Problem description: Find the number of lines in these records where the word "helpers" appears. Reply with that number and nothing more.

Extracted material:

+-------+

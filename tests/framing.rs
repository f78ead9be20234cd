//! Response framing behavior against scripted mock servers: header merge,
//! framing precedence, the close ladder, interim responses, and the size
//! guard.

mod helpers;

use helpers::mock_server::MockServer;
use strix::{Client, Error, Request};

fn client() -> Client {
    Client::builder().build()
}

#[tokio::test]
async fn test_duplicate_headers_merge_in_arrival_order() {
    let server = MockServer::single_connection(vec![
        b"HTTP/1.1 200 OK\r\nX-Probe: a\r\nContent-Length: 2\r\nX-Probe: b\r\n\r\nok".to_vec(),
    ])
    .await;

    let mut resp = client()
        .execute(&Request::get(&server.url()).unwrap())
        .await
        .unwrap();
    assert_eq!(resp.headers().get("x-probe"), Some("a, b"));
    assert_eq!(resp.read(None).await.unwrap().as_ref(), b"ok");
}

#[tokio::test]
async fn test_chunked_wins_over_content_length() {
    // the declared length is a lie; chunk framing decides where the body ends
    let server = MockServer::single_connection(vec![
        b"HTTP/1.1 200 OK\r\nTransfer-Encoding: chunked\r\nContent-Length: 100\r\n\r\n\
          4\r\nWiki\r\n5\r\npedia\r\n0\r\n\r\n"
            .to_vec(),
    ])
    .await;

    let mut resp = client()
        .execute(&Request::get(&server.url()).unwrap())
        .await
        .unwrap();
    let body = resp.read(None).await.unwrap();
    assert_eq!(body.as_ref(), b"Wikipedia");
}

#[tokio::test]
async fn test_zero_length_chunked_body_is_legal() {
    let server = MockServer::single_connection(vec![
        b"HTTP/1.1 200 OK\r\nTransfer-Encoding: chunked\r\n\r\n0\r\n\r\n".to_vec(),
    ])
    .await;

    let client = client();
    let mut resp = client
        .execute(&Request::get(&server.url()).unwrap())
        .await
        .unwrap();
    assert!(resp.read(None).await.unwrap().is_empty());
    // body ended on the terminating chunk marker; the connection is reusable
    assert_eq!(client.pool_stats().idle, 1);
}

#[tokio::test]
async fn test_chunked_trailers_are_discarded() {
    let server = MockServer::single_connection(vec![
        b"HTTP/1.1 200 OK\r\nTransfer-Encoding: chunked\r\n\r\n\
          4\r\nWiki\r\n0\r\nX-Trailer: ignored\r\n\r\n"
            .to_vec(),
    ])
    .await;

    let client = client();
    let mut resp = client
        .execute(&Request::get(&server.url()).unwrap())
        .await
        .unwrap();
    assert_eq!(resp.read(None).await.unwrap().as_ref(), b"Wiki");
    assert!(!resp.headers().contains("x-trailer"));
    assert_eq!(client.pool_stats().idle, 1);
}

#[tokio::test]
async fn test_close_ladder_http11_default_stays_open() {
    let server = MockServer::single_connection(vec![
        b"HTTP/1.1 200 OK\r\nContent-Length: 2\r\n\r\nok".to_vec(),
    ])
    .await;

    let resp = client()
        .execute(&Request::get(&server.url()).unwrap())
        .await
        .unwrap();
    assert!(!resp.will_close());
}

#[tokio::test]
async fn test_close_ladder_http11_connection_close() {
    let server = MockServer::single_connection(vec![
        b"HTTP/1.1 200 OK\r\nConnection: close\r\nContent-Length: 2\r\n\r\nok".to_vec(),
    ])
    .await;

    let resp = client()
        .execute(&Request::get(&server.url()).unwrap())
        .await
        .unwrap();
    assert!(resp.will_close());
}

#[tokio::test]
async fn test_close_ladder_http10_default_closes() {
    let server = MockServer::single_connection(vec![
        b"HTTP/1.0 200 OK\r\nContent-Length: 2\r\n\r\nok".to_vec(),
    ])
    .await;

    let resp = client()
        .execute(&Request::get(&server.url()).unwrap())
        .await
        .unwrap();
    assert!(resp.will_close());
}

#[tokio::test]
async fn test_close_ladder_http10_keep_alive_stays_open() {
    let server = MockServer::single_connection(vec![
        b"HTTP/1.0 200 OK\r\nConnection: keep-alive\r\nContent-Length: 2\r\n\r\nok".to_vec(),
    ])
    .await;

    let resp = client()
        .execute(&Request::get(&server.url()).unwrap())
        .await
        .unwrap();
    assert!(!resp.will_close());
}

#[tokio::test]
async fn test_keep_alive_max_one_forces_close() {
    let server = MockServer::single_connection(vec![
        b"HTTP/1.1 200 OK\r\nKeep-Alive: timeout=5, max=1\r\nConnection: keep-alive\r\nContent-Length: 2\r\n\r\nok"
            .to_vec(),
    ])
    .await;

    let resp = client()
        .execute(&Request::get(&server.url()).unwrap())
        .await
        .unwrap();
    assert!(resp.will_close());
}

#[tokio::test]
async fn test_head_yields_empty_body_and_reusable_connection() {
    // the server claims 500 body bytes but HEAD responses carry none
    let server = MockServer::single_connection(vec![
        b"HTTP/1.1 200 OK\r\nContent-Length: 500\r\n\r\n".to_vec(),
        b"HTTP/1.1 200 OK\r\nContent-Length: 5\r\n\r\nHello".to_vec(),
    ])
    .await;

    let client = client();
    let mut head = client
        .execute(&Request::head(&server.url()).unwrap())
        .await
        .unwrap();
    assert_eq!(head.status(), 200);
    assert_eq!(head.headers().get("content-length"), Some("500"));
    assert!(head.read(None).await.unwrap().is_empty());

    // the very same connection serves the follow-up GET
    let mut get = client
        .execute(&Request::get(&server.url()).unwrap())
        .await
        .unwrap();
    assert_eq!(get.read(None).await.unwrap().as_ref(), b"Hello");
    assert_eq!(client.pool_stats().reused, 1);
    assert_eq!(server.connections(), 1);
}

#[tokio::test]
async fn test_size_guard_discards_oversized_body() {
    let server = MockServer::single_connection(vec![
        b"HTTP/1.1 200 OK\r\nContent-Length: 1000\r\n\r\npayload-start".to_vec(),
    ])
    .await;

    let client = Client::builder().max_body_size(100).build();
    let mut resp = client
        .execute(&Request::get(&server.url()).unwrap())
        .await
        .unwrap();

    assert_eq!(resp.status(), 204);
    assert_eq!(resp.reason(), "No Content");
    assert!(resp.body_discarded());
    assert!(resp.read(None).await.unwrap().is_empty());
    // original headers survive so callers can see what was declared
    assert_eq!(resp.headers().get("content-length"), Some("1000"));

    // the connection was torn down, not pooled
    let stats = client.pool_stats();
    assert_eq!(stats.idle, 0);
    assert_eq!(stats.retired, 1);
}

#[tokio::test]
async fn test_size_guard_spares_small_bodies() {
    let server = MockServer::single_connection(vec![
        b"HTTP/1.1 200 OK\r\nContent-Length: 5\r\n\r\nHello".to_vec(),
    ])
    .await;

    let client = Client::builder().max_body_size(100).build();
    let mut resp = client
        .execute(&Request::get(&server.url()).unwrap())
        .await
        .unwrap();
    assert_eq!(resp.status(), 200);
    assert!(!resp.body_discarded());
    assert_eq!(resp.read(None).await.unwrap().as_ref(), b"Hello");
}

#[tokio::test]
async fn test_interim_100_is_skipped() {
    let server = MockServer::single_connection(vec![
        b"HTTP/1.1 100 Continue\r\nX-Interim: yes\r\n\r\n\
          HTTP/1.1 200 OK\r\nContent-Length: 2\r\n\r\nok"
            .to_vec(),
    ])
    .await;

    let mut resp = client()
        .execute(&Request::get(&server.url()).unwrap())
        .await
        .unwrap();
    assert_eq!(resp.status(), 200);
    assert!(!resp.headers().contains("x-interim"));
    assert_eq!(resp.read(None).await.unwrap().as_ref(), b"ok");
}

#[tokio::test]
async fn test_204_ignores_content_length() {
    let server = MockServer::single_connection(vec![
        b"HTTP/1.1 204 No Content\r\nContent-Length: 100\r\n\r\n".to_vec(),
    ])
    .await;

    let mut resp = client()
        .execute(&Request::get(&server.url()).unwrap())
        .await
        .unwrap();
    assert_eq!(resp.status(), 204);
    assert!(resp.read(None).await.unwrap().is_empty());
}

#[tokio::test]
async fn test_close_delimited_body_runs_to_eof() {
    let server = MockServer::single_connection(vec![
        b"HTTP/1.0 200 OK\r\n\r\nbody until the connection closes".to_vec(),
    ])
    .await;

    let mut resp = client()
        .execute(&Request::get(&server.url()).unwrap())
        .await
        .unwrap();
    assert!(resp.will_close());
    let body = resp.read(None).await.unwrap();
    assert_eq!(body.as_ref(), b"body until the connection closes");
}

#[tokio::test]
async fn test_http09_response() {
    let server = MockServer::single_connection(vec![
        b"HTTP/0.9 200 OK\r\nold-school body".to_vec(),
    ])
    .await;

    let mut resp = client()
        .execute(&Request::get(&server.url()).unwrap())
        .await
        .unwrap();
    assert_eq!(resp.version().code(), 9);
    assert!(resp.headers().is_empty());
    assert!(resp.will_close());
    assert_eq!(resp.read(None).await.unwrap().as_ref(), b"old-school body");
}

#[tokio::test]
async fn test_unknown_protocol_is_fatal() {
    let server = MockServer::single_connection(vec![
        b"ICY 200 OK\r\n\r\n".to_vec(),
    ])
    .await;

    let client = client();
    let err = client
        .execute(&Request::get(&server.url()).unwrap())
        .await
        .unwrap_err();
    assert!(matches!(err, Error::UnknownProtocol(_)));
    assert_eq!(client.pool_stats().retired, 1);
}

#[tokio::test]
async fn test_truncated_body_is_a_framing_error() {
    let server = MockServer::single_connection(vec![
        b"HTTP/1.1 200 OK\r\nContent-Length: 100\r\n\r\nonly this much".to_vec(),
    ])
    .await;

    let client = client();
    let mut resp = client
        .execute(&Request::get(&server.url()).unwrap())
        .await
        .unwrap();
    let err = resp.read(None).await.unwrap_err();
    assert!(matches!(err, Error::Framing(_)));

    // the half-read connection was retired before the error surfaced
    let stats = client.pool_stats();
    assert_eq!(stats.retired, 1);
    assert_eq!(stats.idle, 0);
}

#[tokio::test]
async fn test_bad_chunk_size_is_a_framing_error() {
    let server = MockServer::single_connection(vec![
        b"HTTP/1.1 200 OK\r\nTransfer-Encoding: chunked\r\n\r\nZZZ\r\nWiki\r\n0\r\n\r\n".to_vec(),
    ])
    .await;

    let client = client();
    let mut resp = client
        .execute(&Request::get(&server.url()).unwrap())
        .await
        .unwrap();
    let err = resp.read(None).await.unwrap_err();
    assert!(matches!(err, Error::Framing(_)));
    assert_eq!(client.pool_stats().idle, 0);
}

#[tokio::test]
async fn test_readline_scans_buffered_bytes() {
    let server = MockServer::single_connection(vec![
        b"HTTP/1.1 200 OK\r\nContent-Length: 12\r\n\r\nline1\nline2\n".to_vec(),
    ])
    .await;

    let mut resp = client()
        .execute(&Request::get(&server.url()).unwrap())
        .await
        .unwrap();
    assert_eq!(resp.readline(None).await.unwrap().as_ref(), b"line1\n");
    // a limit clips the returned line
    assert_eq!(resp.readline(Some(3)).await.unwrap().as_ref(), b"lin");
    assert_eq!(resp.readline(None).await.unwrap().as_ref(), b"e2\n");
    assert!(resp.readline(None).await.unwrap().is_empty());
}

#[tokio::test]
async fn test_readlines_collects_until_end_of_body() {
    let server = MockServer::single_connection(vec![
        b"HTTP/1.1 200 OK\r\nContent-Length: 12\r\n\r\nline1\nline2\n".to_vec(),
    ])
    .await;

    let mut resp = client()
        .execute(&Request::get(&server.url()).unwrap())
        .await
        .unwrap();
    let lines = resp.readlines(None).await.unwrap();
    assert_eq!(lines.len(), 2);
    assert_eq!(lines[0].as_ref(), b"line1\n");
    assert_eq!(lines[1].as_ref(), b"line2\n");
}

#[tokio::test]
async fn test_wait_time_is_recorded() {
    let server = MockServer::single_connection(vec![
        b"HTTP/1.1 200 OK\r\nContent-Length: 2\r\n\r\nok".to_vec(),
    ])
    .await;

    let resp = client()
        .execute(&Request::get(&server.url()).unwrap())
        .await
        .unwrap();
    assert!(resp.wait_time().is_some());
}

#[tokio::test]
async fn test_set_body_replaces_buffered_content() {
    let server = MockServer::single_connection(vec![
        b"HTTP/1.1 200 OK\r\nContent-Length: 8\r\n\r\noriginal".to_vec(),
    ])
    .await;

    let mut resp = client()
        .execute(&Request::get(&server.url()).unwrap())
        .await
        .unwrap();
    resp.read(None).await.unwrap();
    resp.set_body("mangled");
    assert_eq!(resp.read(None).await.unwrap().as_ref(), b"mangled");
}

+-------+

Task result: 2